一方で、それ以外のゲームの主幹はほぼ変わらない。巨像の倒しかた、成長のシステム、ストーリーなどに大きな変化は見られなかった。完全に作り直しているわけだから、ここまでそっくりそのままなのはすごい。色褪せない物語を、2018年のクオリティーでもう一度味わえる。“14の巨像”の起きハメまで忠実に再現されてるのは笑ったが。
ただ、そっくりそのままゆえに、ちょっと古さを感じてしまう点も否めない。
クセの強いカメラワークは顕在だし、ファストトラベルもない。映像は派手だが相変わらずアクションは地味だ。
でも、仮にファストトラベルが実装されたら、それはもう『ワンダと巨像』じゃないとも思う。ワンダが必殺技とか使い出したらめちゃめちゃ笑う。自分の脚で大地を歩いてこそ、自分の腕で剣を突き立ててこそ、感じられるものがあるはずだから。
“フルリメイク”を謳ったプレイステーション4版。

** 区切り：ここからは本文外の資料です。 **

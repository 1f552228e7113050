//! Records stored in the derived lists of the [`DisplayConfig`](crate::DisplayConfig).

use serde::{Deserialize, Serialize};

/// Visibility and opacity of one optional overlay layer.
#[derive(Debug, Clone, PartialEq, Serialize, Deserialize)]
pub struct LayerToggle {
    /// Title of the layer.
    pub title: String,
    /// Whether the layer is currently shown.
    pub visibility: bool,
    /// Opacity of the layer in `[0, 1]`.
    pub opacity: f64,
}

impl LayerToggle {
    /// Toggle of a layer that is initially hidden and fully opaque.
    pub fn hidden(title: impl Into<String>) -> Self {
        Self {
            title: title.into(),
            visibility: false,
            opacity: 1.0,
        }
    }
}

/// Enabled state of a map control.
#[derive(Debug, Clone, PartialEq, Eq, Serialize, Deserialize)]
pub struct ControlToggle {
    /// Title of the control.
    pub title: String,
    /// Whether the control is enabled.
    pub checked: bool,
}

impl ControlToggle {
    /// Toggle of an enabled control.
    pub fn enabled(title: impl Into<String>) -> Self {
        Self {
            title: title.into(),
            checked: true,
        }
    }
}

/// Optional behaviour of the drawing tools, e.g. showing segment lengths.
#[derive(Debug, Clone, PartialEq, Eq, Serialize, Deserialize)]
pub struct DrawOption {
    /// Title of the option.
    pub title: String,
    /// Whether the option is enabled.
    pub checked: bool,
}

impl DrawOption {
    /// Creates a new draw option.
    pub fn new(title: impl Into<String>, checked: bool) -> Self {
        Self {
            title: title.into(),
            checked,
        }
    }
}
//! Capabilities the store needs from objects owned by the map-rendering layer.
//!
//! The store never sees concrete layer, view or control types. Anything that
//! can report a title, a projection code or a control tag can be fed to the
//! population actions of [`ConfigStore`](crate::ConfigStore).

use std::fmt::{Display, Formatter};
use std::sync::Arc;

use serde::{Deserialize, Serialize};

/// Object with a display title (layers, view presets).
pub trait HasTitle {
    /// Title shown to the user.
    fn title(&self) -> &str;
}

/// Map view that knows the code of its projection, e.g. `EPSG:3857`.
pub trait HasProjectionCode {
    /// Projection code of the view.
    fn projection_code(&self) -> &str;
}

/// Map control that is tagged with its kind when it is constructed.
pub trait HasControlKind {
    /// Kind of the control.
    fn control_kind(&self) -> ControlKind;
}

/// Kind of a map control.
///
/// The title of a control in the store is derived from its kind, so every
/// built-in kind is displayed with its own name (`ScaleLine`, `Zoom`, ...).
#[derive(Debug, Clone, PartialEq, Eq, Hash, Serialize, Deserialize)]
pub enum ControlKind {
    /// Attribution of the displayed data sources.
    Attribution,
    /// Full screen toggle button.
    FullScreen,
    /// Coordinates under the pointer.
    MousePosition,
    /// Small overview map.
    OverviewMap,
    /// Reset rotation button.
    Rotate,
    /// Scale bar.
    ScaleLine,
    /// Zoom in/out buttons.
    Zoom,
    /// Zoom slider.
    ZoomSlider,
    /// Zoom to a fixed extent button.
    ZoomToExtent,
    /// Application specific control with the given name.
    Custom(String),
}

impl ControlKind {
    /// Display title of the control.
    pub fn title(&self) -> &str {
        match self {
            ControlKind::Attribution => "Attribution",
            ControlKind::FullScreen => "FullScreen",
            ControlKind::MousePosition => "MousePosition",
            ControlKind::OverviewMap => "OverviewMap",
            ControlKind::Rotate => "Rotate",
            ControlKind::ScaleLine => "ScaleLine",
            ControlKind::Zoom => "Zoom",
            ControlKind::ZoomSlider => "ZoomSlider",
            ControlKind::ZoomToExtent => "ZoomToExtent",
            ControlKind::Custom(name) => name,
        }
    }
}

impl Display for ControlKind {
    fn fmt(&self, f: &mut Formatter<'_>) -> std::fmt::Result {
        f.write_str(self.title())
    }
}

impl<T: HasTitle + ?Sized> HasTitle for &T {
    fn title(&self) -> &str {
        (**self).title()
    }
}

impl<T: HasTitle + ?Sized> HasTitle for Box<T> {
    fn title(&self) -> &str {
        (**self).title()
    }
}

impl<T: HasTitle + ?Sized> HasTitle for Arc<T> {
    fn title(&self) -> &str {
        (**self).title()
    }
}

impl<T: HasProjectionCode + ?Sized> HasProjectionCode for &T {
    fn projection_code(&self) -> &str {
        (**self).projection_code()
    }
}

impl<T: HasProjectionCode + ?Sized> HasProjectionCode for Box<T> {
    fn projection_code(&self) -> &str {
        (**self).projection_code()
    }
}

impl<T: HasProjectionCode + ?Sized> HasProjectionCode for Arc<T> {
    fn projection_code(&self) -> &str {
        (**self).projection_code()
    }
}

impl<T: HasControlKind + ?Sized> HasControlKind for &T {
    fn control_kind(&self) -> ControlKind {
        (**self).control_kind()
    }
}

impl<T: HasControlKind + ?Sized> HasControlKind for Box<T> {
    fn control_kind(&self) -> ControlKind {
        (**self).control_kind()
    }
}

impl<T: HasControlKind + ?Sized> HasControlKind for Arc<T> {
    fn control_kind(&self) -> ControlKind {
        (**self).control_kind()
    }
}

impl HasControlKind for ControlKind {
    fn control_kind(&self) -> ControlKind {
        self.clone()
    }
}
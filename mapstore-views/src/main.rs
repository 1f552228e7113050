//! Mounts every page of the application against one store and prints the
//! resulting display configuration as JSON.
//!
//! Usage: `mapstore-demo [CONFIG.json]`

use anyhow::Context;
use mapstore::{HasProjectionCode, HasTitle, SharedConfigStore, StateChange, StoreConfig};
use mapstore_views::{all_pages, demo_context, init_logger};

fn main() -> anyhow::Result<()> {
    init_logger();

    let config = match std::env::args_os().nth(1) {
        Some(path) => StoreConfig::from_json_file(&path)
            .with_context(|| format!("failed to load config from {}", path.to_string_lossy()))?,
        None => StoreConfig::default(),
    };

    let store = SharedConfigStore::new(&config);
    store.update(|store| {
        store.set_messenger(Some(|change: StateChange| {
            match serde_json::to_string(&change) {
                Ok(json) => log::trace!("State changed: {json}"),
                Err(err) => log::warn!("Failed to serialize state change {change:?}: {err}"),
            }
        }))
    });

    let map = demo_context();
    for page in all_pages() {
        log::info!("Mounting page {}", page.name());
        page.mount(&store, &map);
    }

    // Select the first center preset the way the center dropdown does.
    let first_center = store.with(|store| store.state().center_options.first().cloned());
    if let Some(title) = first_center {
        if let Some(view) = map.view(&title) {
            log::info!(
                "Centering on '{}' at {:?} ({}), zoom {}",
                view.title(),
                view.center(),
                view.projection_code(),
                view.zoom()
            );
            store.update(|store| {
                store.set_current_projection(view.projection_code());
                store.set_current_center(Some(title));
            });
        }
    }

    let json = store.with(|store| serde_json::to_string_pretty(store.state()))?;
    println!("{json}");

    Ok(())
}
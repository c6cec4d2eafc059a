//! StableSwap Invariant Solver Property Tests
//!
//! These tests validate properties of `compute_d` / `compute_y` that must hold
//! for every realistic pool, regardless of specific balances.

use proptest::prelude::*;
use stableswap_amm::{
    compute_d, compute_y, BigInt, InvariantSolver, SolverConfig, DEFAULT_N_COINS,
};

fn big(value: u128) -> BigInt {
    BigInt::from(value)
}

fn init_tracing() {
    let _ = tracing_subscriber::fmt()
        .with_test_writer()
        .with_max_level(tracing::Level::WARN)
        .try_init();
}

// Property test strategies
prop_compose! {
    fn amplification()
        (a in 1u128..5_000u128) -> BigInt {
        big(a)
    }
}

prop_compose! {
    fn balance()
        (value in 1_000u128..1_000_000_000_000_000_000_000_000u128) -> u128 {
        value
    }
}

prop_compose! {
    // Two-asset pool within a 1:2 ratio band
    fn near_peg_pool()
        (x in balance(), permille in 500u128..=2_000u128) -> (u128, u128) {
        (x, x * permille / 1_000)
    }
}

prop_compose! {
    // Two-asset pool skewed up to 1:10_000 in either direction
    fn skewed_pool()
        (x in 100u128..1_000_000_000_000_000_000_000_000u128,
         factor in 1u128..=10_000u128,
         grow in any::<bool>()) -> (u128, u128) {
        let y = if grow { x * factor } else { (x / factor).max(1) };
        (x, y)
    }
}

proptest! {
    #![proptest_config(ProptestConfig::with_cases(256))]

    #[test]
    fn prop_zero_pool_has_zero_invariant(a in 0u128..1_000_000u128, n in 2usize..8) {
        let zeros = vec![BigInt::from(0); n];
        prop_assert_eq!(compute_d(&big(a), &zeros).unwrap(), BigInt::from(0));
    }

    #[test]
    fn prop_invariant_ignores_balance_order(
        a in amplification(),
        values in prop::collection::vec(balance(), 2..6),
    ) {
        let forward: Vec<BigInt> = values.iter().copied().map(big).collect();
        let mut backward = forward.clone();
        backward.reverse();
        let mut rotated = forward.clone();
        rotated.rotate_left(1);

        let d = compute_d(&a, &forward).unwrap();
        prop_assert_eq!(&compute_d(&a, &backward).unwrap(), &d);
        prop_assert_eq!(&compute_d(&a, &rotated).unwrap(), &d);
    }

    #[test]
    fn prop_round_trip_recovers_balance((x, y) in near_peg_pool(), a in amplification()) {
        let d = compute_d(&a, &[big(x), big(y)]).unwrap();
        let recovered = compute_y(&a, &big(x), &d).unwrap();

        // Within tolerance, and never above the true balance
        prop_assert!(recovered <= big(y), "recovered {} > {}", recovered, y);
        prop_assert!(big(y) - &recovered <= big(1), "recovered {} vs {}", recovered, y);
    }

    #[test]
    fn prop_more_x_means_less_y(
        (x, y) in near_peg_pool(),
        a in amplification(),
        bump_pct in 1u128..=50u128,
    ) {
        let d = compute_d(&a, &[big(x), big(y)]).unwrap();
        let dx = (x * bump_pct / 100).max(1);

        let before = compute_y(&a, &big(x), &d).unwrap();
        let after = compute_y(&a, &big(x + dx), &d).unwrap();
        prop_assert!(after < before, "y did not fall: {} -> {}", before, after);
    }

    #[test]
    fn prop_balanced_pool_invariant_is_sum(b in 1u128..1_000_000_000_000_000_000_000_000u128, a in 0u128..100_000u128) {
        prop_assert_eq!(compute_d(&big(a), &[big(b), big(b)]).unwrap(), big(2 * b));
    }

    #[test]
    fn prop_imbalance_is_penalised(
        b in 1_000_000u128..1_000_000_000_000_000_000_000_000u128,
        a in amplification(),
        cut_pct in 1u128..=50u128,
    ) {
        let delta = (b * cut_pct / 100).max(1);
        let balanced = compute_d(&a, &[big(b), big(b)]).unwrap();
        let unbalanced = compute_d(&a, &[big(b), big(b - delta)]).unwrap();
        prop_assert!(unbalanced < balanced);
    }

    #[test]
    fn prop_invariant_never_exceeds_sum((x, y) in skewed_pool(), a in amplification()) {
        let d = compute_d(&a, &[big(x), big(y)]).unwrap();
        prop_assert!(d <= big(x) + big(y));
    }

    #[test]
    fn prop_converges_within_cap((x, y) in skewed_pool(), a in amplification()) {
        init_tracing();
        let solver = InvariantSolver::default();

        let d = solver.solve_d(&a, &[big(x), big(y)]).unwrap();
        prop_assert!(d.converged, "D did not converge for A={} x={} y={}", a, x, y);
        prop_assert!(d.iterations <= 20);

        let solved = solver.solve_y(&a, &big(x), &d.value, DEFAULT_N_COINS).unwrap();
        prop_assert!(solved.converged, "y did not converge for A={} x={} y={}", a, x, y);
        prop_assert!(solved.iterations <= 20);
    }

    #[test]
    fn prop_three_coin_y_converges_within_cap(
        d in 100u128..1_000_000u128,
        a in amplification(),
        permille in 1_000u128..=3_000u128,
    ) {
        init_tracing();
        let x = d * permille / 1_000;

        let solved = InvariantSolver::default().solve_y(&a, &big(x), &big(d), 3).unwrap();
        prop_assert!(solved.converged, "y did not converge for A={} x={} D={}", a, x, d);
        prop_assert!(solved.iterations <= 20);
    }

    #[test]
    fn prop_report_value_matches_plain_function((x, y) in skewed_pool(), a in amplification()) {
        let tight = InvariantSolver::new(SolverConfig { max_iterations: 2, tolerance: 1 });
        let default_report = InvariantSolver::default().solve_d(&a, &[big(x), big(y)]).unwrap();

        prop_assert_eq!(&default_report.value, &compute_d(&a, &[big(x), big(y)]).unwrap());

        // A tighter cap only ever stops earlier
        let capped = tight.solve_d(&a, &[big(x), big(y)]).unwrap();
        prop_assert!(capped.iterations <= 2);
        prop_assert!(capped.iterations <= default_report.iterations);
    }
}

#[test]
fn test_representative_round_trip() {
    let a = big(2000);
    let d = compute_d(&a, &[big(1_000_000), big(1_000_000)]).unwrap();
    assert_eq!(d, big(2_000_000));
    assert_eq!(compute_y(&a, &big(1_000_000), &d).unwrap(), big(1_000_000));
}

#[test]
fn test_imbalance_scenario() {
    let a = big(60);
    let balanced = compute_d(&a, &[big(100_000_000), big(100_000_000)]).unwrap();
    let unbalanced = compute_d(&a, &[big(100_000_000), big(99_000_000)]).unwrap();
    assert!(unbalanced < balanced);
}

#[test]
fn test_solver_is_shareable_across_threads() {
    let solver = InvariantSolver::default();
    let expected = compute_d(&big(60), &[big(100_000_000), big(99_000_000)]).unwrap();

    std::thread::scope(|scope| {
        let handles: Vec<_> = (0..4)
            .map(|_| {
                scope.spawn(move || {
                    solver
                        .solve_d(&big(60), &[big(100_000_000), big(99_000_000)])
                        .unwrap()
                        .value
                })
            })
            .collect();

        for handle in handles {
            assert_eq!(handle.join().unwrap(), expected);
        }
    });
}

遥かに美しくなった映像は、その表現をより高みへと導いた。命はよりリアルに描かれていて、没入感はさらに増している。
でも、ドキドキして蓋を開けた割には、本質の部分は何も変わらなかった。つまり前項で述べたような、理論や言葉で説明するのが難しい、胸を締め付けられる情緒的な体験は。12年前の僕に遊ばせたなら、相も変わらず、中身のない賛辞をくり返すのだろう。
変わったものがあるとしたら、それは自分自身だ。
あのころの僕はからっぽの自分を埋めたくて、読んだ本、観た映画、聴いた音楽、“他人のセンス”を寄せ集めた。もしかしたら、それはわりかし普遍の悩みで、このときも、同じように“からっぽ”を嘆いている少年少女がどこかにいるのかもしれない。
おしゃれなゲームを遊ぶことがおしゃれ。そんなわけない。そんなわけないが、いつか自分が何かを生み出すための栄養になる。少なくとも僕はそうだった。ちょっとくらいは、自分の言葉で物を語れるようになった気がする。
だから、現代に新生した『ワンダと巨像』が、電車やスタバでたまたま隣に座った中高生の会話から、再びあの、ざっくりふんわりした言葉を引き出してくれることを願わずにはいられない。